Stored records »

[Start of Attachment]

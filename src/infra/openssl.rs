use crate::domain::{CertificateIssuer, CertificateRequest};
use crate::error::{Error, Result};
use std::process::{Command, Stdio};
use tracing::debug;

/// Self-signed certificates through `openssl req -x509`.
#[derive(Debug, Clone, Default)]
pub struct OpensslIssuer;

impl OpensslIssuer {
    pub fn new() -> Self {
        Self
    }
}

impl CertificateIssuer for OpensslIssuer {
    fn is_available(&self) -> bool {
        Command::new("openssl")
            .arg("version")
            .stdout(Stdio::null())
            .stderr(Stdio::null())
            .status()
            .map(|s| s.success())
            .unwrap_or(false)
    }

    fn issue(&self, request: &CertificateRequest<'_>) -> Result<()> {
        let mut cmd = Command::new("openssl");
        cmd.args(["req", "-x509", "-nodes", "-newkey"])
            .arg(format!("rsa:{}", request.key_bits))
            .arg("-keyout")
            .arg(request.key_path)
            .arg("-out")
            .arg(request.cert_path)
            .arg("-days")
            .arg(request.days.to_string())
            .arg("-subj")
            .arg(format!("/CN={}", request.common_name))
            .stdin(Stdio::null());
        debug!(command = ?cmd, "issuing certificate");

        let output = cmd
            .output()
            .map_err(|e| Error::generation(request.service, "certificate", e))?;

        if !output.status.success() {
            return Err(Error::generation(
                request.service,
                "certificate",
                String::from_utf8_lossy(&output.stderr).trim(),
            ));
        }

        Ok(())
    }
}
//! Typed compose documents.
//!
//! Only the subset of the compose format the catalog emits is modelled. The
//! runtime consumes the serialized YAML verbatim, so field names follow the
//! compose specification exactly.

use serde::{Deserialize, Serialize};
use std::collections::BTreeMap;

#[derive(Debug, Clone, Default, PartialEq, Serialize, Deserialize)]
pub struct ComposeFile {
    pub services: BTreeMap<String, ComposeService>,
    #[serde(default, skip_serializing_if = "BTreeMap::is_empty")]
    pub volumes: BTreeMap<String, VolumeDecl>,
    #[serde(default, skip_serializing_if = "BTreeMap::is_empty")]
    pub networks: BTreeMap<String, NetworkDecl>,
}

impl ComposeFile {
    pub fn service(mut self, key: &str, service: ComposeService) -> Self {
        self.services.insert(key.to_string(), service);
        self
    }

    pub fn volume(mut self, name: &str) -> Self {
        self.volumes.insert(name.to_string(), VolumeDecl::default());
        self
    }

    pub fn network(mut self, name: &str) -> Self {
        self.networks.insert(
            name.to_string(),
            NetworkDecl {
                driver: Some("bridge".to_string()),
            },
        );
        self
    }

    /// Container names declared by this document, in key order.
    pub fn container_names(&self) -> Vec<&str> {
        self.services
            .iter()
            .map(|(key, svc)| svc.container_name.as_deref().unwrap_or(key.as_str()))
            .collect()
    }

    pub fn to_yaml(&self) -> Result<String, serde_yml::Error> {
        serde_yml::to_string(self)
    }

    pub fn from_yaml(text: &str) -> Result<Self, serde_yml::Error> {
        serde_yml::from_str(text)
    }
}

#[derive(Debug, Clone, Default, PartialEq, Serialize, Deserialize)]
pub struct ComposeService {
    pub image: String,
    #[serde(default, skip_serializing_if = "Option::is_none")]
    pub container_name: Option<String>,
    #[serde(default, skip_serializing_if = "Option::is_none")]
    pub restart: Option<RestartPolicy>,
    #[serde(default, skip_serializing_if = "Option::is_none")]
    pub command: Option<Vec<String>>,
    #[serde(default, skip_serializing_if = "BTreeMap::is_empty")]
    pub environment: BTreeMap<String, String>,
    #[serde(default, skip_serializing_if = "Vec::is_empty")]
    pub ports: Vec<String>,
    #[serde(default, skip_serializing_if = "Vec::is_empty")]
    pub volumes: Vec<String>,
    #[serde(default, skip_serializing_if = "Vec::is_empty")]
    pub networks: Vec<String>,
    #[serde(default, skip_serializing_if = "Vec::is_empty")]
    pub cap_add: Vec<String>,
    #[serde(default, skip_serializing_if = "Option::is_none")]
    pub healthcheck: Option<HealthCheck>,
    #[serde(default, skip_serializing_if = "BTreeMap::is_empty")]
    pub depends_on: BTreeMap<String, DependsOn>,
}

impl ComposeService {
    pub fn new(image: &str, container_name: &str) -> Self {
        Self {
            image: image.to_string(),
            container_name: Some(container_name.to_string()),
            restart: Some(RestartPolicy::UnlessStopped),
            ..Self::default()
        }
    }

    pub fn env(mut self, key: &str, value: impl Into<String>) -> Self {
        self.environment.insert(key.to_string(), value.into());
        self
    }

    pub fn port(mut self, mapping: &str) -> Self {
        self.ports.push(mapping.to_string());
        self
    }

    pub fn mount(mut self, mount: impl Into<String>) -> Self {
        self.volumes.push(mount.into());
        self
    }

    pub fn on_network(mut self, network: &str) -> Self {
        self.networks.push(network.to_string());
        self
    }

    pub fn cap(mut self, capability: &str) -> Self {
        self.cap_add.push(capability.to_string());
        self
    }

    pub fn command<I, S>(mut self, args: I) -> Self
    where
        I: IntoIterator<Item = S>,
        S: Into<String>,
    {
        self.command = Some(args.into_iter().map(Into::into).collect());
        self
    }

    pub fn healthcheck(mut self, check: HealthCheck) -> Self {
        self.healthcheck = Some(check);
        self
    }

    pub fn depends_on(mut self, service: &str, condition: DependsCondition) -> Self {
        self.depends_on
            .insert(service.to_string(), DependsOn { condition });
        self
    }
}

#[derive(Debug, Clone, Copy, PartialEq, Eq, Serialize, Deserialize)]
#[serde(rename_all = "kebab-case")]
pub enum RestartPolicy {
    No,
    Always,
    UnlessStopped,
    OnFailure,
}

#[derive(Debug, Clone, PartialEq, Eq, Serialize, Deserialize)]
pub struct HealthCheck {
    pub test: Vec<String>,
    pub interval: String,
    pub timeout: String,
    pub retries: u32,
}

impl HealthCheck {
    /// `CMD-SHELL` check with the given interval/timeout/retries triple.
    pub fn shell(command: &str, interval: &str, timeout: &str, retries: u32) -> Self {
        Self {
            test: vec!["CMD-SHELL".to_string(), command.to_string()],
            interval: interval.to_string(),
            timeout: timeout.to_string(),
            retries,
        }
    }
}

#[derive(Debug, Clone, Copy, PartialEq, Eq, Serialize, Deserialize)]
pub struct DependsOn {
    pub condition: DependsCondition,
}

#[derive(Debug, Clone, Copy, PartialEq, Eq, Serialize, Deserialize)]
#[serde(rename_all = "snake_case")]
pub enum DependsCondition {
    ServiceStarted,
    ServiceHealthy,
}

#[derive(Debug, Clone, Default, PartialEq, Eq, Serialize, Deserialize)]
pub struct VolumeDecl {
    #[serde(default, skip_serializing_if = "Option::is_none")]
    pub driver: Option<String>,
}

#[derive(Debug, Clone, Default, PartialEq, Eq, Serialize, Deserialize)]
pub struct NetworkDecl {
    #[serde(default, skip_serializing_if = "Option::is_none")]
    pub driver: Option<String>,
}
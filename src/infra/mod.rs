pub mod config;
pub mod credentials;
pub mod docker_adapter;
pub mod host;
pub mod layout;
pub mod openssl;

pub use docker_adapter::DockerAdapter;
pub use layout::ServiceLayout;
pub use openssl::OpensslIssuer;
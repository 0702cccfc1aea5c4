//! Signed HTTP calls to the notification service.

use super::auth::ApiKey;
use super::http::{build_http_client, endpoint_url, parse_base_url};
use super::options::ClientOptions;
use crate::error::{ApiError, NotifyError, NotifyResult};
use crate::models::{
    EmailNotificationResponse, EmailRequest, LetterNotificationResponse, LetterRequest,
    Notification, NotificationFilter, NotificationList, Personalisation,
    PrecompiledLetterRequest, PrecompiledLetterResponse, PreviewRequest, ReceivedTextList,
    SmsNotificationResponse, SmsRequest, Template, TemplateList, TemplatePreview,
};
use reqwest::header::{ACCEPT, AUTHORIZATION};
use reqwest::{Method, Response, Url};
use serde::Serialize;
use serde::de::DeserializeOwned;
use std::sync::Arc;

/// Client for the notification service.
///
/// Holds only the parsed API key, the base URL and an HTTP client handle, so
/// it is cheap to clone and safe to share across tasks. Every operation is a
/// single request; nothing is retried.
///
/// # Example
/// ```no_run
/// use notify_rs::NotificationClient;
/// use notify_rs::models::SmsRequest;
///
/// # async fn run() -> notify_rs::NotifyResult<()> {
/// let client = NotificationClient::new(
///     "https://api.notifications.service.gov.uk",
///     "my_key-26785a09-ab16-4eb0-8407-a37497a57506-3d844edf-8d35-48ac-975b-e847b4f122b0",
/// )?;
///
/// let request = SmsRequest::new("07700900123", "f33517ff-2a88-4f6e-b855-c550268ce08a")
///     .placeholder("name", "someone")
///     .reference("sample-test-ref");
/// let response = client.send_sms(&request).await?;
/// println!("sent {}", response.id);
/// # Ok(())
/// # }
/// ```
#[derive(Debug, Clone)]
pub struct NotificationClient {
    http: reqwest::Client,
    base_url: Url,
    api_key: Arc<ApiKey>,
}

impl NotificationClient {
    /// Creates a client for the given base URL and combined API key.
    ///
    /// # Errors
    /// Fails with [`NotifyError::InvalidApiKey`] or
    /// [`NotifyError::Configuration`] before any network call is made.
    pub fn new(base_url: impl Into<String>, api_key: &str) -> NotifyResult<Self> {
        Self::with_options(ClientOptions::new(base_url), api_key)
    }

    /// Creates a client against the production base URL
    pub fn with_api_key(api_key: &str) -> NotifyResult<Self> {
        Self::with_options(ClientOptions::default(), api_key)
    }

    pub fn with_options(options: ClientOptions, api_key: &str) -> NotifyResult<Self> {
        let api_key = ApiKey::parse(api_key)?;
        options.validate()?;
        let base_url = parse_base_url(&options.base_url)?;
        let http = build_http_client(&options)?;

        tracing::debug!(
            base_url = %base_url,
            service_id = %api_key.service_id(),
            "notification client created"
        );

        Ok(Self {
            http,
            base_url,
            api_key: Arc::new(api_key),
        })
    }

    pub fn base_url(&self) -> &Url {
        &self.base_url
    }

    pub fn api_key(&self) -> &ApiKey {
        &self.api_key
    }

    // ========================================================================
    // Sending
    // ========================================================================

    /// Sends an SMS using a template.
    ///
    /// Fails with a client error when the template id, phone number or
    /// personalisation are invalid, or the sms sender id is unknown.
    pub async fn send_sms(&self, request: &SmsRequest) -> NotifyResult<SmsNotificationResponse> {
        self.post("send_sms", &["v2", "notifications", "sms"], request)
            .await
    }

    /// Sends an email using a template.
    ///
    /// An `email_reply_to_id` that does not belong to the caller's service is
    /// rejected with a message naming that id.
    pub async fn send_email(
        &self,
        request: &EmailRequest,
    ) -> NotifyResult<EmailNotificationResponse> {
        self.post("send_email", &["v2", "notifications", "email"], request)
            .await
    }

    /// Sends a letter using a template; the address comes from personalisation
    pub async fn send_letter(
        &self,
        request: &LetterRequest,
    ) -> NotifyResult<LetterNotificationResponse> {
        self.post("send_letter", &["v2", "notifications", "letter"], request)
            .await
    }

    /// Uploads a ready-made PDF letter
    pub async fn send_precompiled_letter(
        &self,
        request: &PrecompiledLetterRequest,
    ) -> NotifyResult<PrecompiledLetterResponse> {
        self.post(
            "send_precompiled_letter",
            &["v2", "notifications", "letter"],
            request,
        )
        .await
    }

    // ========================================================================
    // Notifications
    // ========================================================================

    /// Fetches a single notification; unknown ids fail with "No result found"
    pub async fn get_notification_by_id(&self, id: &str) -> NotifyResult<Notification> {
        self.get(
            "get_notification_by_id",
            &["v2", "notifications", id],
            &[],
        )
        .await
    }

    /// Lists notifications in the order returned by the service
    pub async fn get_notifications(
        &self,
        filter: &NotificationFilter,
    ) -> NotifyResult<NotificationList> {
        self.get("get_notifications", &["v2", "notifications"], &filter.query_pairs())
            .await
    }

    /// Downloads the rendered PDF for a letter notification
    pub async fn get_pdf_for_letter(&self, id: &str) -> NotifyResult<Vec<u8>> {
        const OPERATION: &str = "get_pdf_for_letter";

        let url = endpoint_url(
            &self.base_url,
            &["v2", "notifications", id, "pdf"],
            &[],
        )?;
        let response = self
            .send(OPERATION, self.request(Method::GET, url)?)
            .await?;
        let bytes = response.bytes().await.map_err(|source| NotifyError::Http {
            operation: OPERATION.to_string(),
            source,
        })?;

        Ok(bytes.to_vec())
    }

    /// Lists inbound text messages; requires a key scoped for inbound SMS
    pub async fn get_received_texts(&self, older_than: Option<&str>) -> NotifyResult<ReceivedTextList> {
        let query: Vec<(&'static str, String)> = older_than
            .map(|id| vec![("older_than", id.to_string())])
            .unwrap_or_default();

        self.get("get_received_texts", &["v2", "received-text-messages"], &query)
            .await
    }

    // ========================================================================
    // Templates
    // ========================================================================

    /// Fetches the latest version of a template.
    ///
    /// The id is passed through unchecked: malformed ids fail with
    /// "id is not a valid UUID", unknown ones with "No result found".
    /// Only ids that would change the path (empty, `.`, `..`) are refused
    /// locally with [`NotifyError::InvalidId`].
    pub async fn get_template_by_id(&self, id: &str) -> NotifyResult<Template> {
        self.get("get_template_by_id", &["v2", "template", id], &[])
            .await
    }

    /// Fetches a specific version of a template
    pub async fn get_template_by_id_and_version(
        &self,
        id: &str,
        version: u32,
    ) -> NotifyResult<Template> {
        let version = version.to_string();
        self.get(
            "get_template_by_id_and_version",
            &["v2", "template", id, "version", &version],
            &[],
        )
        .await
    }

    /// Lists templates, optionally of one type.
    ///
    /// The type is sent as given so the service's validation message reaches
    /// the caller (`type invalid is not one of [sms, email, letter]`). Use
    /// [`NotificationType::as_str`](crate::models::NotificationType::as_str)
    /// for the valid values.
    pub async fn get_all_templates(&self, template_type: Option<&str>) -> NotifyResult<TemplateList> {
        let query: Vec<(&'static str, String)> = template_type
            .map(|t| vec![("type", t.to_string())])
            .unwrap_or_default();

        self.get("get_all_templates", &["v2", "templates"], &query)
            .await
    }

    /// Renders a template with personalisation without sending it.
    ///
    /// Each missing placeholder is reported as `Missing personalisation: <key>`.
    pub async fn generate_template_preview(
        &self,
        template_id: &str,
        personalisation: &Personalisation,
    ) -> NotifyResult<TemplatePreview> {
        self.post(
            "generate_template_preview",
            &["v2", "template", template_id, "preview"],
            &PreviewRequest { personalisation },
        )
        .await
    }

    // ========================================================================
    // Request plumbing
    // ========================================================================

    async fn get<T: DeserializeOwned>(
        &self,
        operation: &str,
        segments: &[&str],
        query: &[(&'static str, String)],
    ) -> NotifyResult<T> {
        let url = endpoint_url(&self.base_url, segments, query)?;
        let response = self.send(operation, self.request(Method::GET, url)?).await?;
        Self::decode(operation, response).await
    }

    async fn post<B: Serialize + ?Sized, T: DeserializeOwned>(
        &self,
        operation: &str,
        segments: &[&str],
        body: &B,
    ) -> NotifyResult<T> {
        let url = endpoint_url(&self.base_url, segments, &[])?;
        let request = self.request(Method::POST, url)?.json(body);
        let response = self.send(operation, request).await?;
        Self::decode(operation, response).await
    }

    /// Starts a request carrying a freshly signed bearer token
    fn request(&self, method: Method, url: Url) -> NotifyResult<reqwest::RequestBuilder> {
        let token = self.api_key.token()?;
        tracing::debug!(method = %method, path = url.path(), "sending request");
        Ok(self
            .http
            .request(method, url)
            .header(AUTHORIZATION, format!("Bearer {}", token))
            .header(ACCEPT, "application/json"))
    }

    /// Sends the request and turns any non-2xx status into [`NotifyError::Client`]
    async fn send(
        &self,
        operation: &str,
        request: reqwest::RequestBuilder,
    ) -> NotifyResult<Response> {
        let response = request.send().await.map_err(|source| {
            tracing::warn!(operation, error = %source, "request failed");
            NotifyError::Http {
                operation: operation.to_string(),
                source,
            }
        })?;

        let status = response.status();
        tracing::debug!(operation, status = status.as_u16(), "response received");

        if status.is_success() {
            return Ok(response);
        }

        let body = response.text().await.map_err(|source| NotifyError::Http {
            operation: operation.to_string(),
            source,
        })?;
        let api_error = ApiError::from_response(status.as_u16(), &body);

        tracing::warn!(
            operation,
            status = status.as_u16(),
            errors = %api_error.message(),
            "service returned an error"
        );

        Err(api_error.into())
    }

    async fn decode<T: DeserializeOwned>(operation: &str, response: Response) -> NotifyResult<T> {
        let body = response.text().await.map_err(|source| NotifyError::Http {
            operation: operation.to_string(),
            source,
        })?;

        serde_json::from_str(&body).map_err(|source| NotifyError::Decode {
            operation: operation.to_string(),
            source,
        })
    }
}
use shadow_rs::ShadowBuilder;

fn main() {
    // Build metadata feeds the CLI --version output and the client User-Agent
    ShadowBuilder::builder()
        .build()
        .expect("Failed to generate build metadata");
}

[End of Attachment]

How many lines in the records contain the word "args"? Reply with that number only.

Written response »
3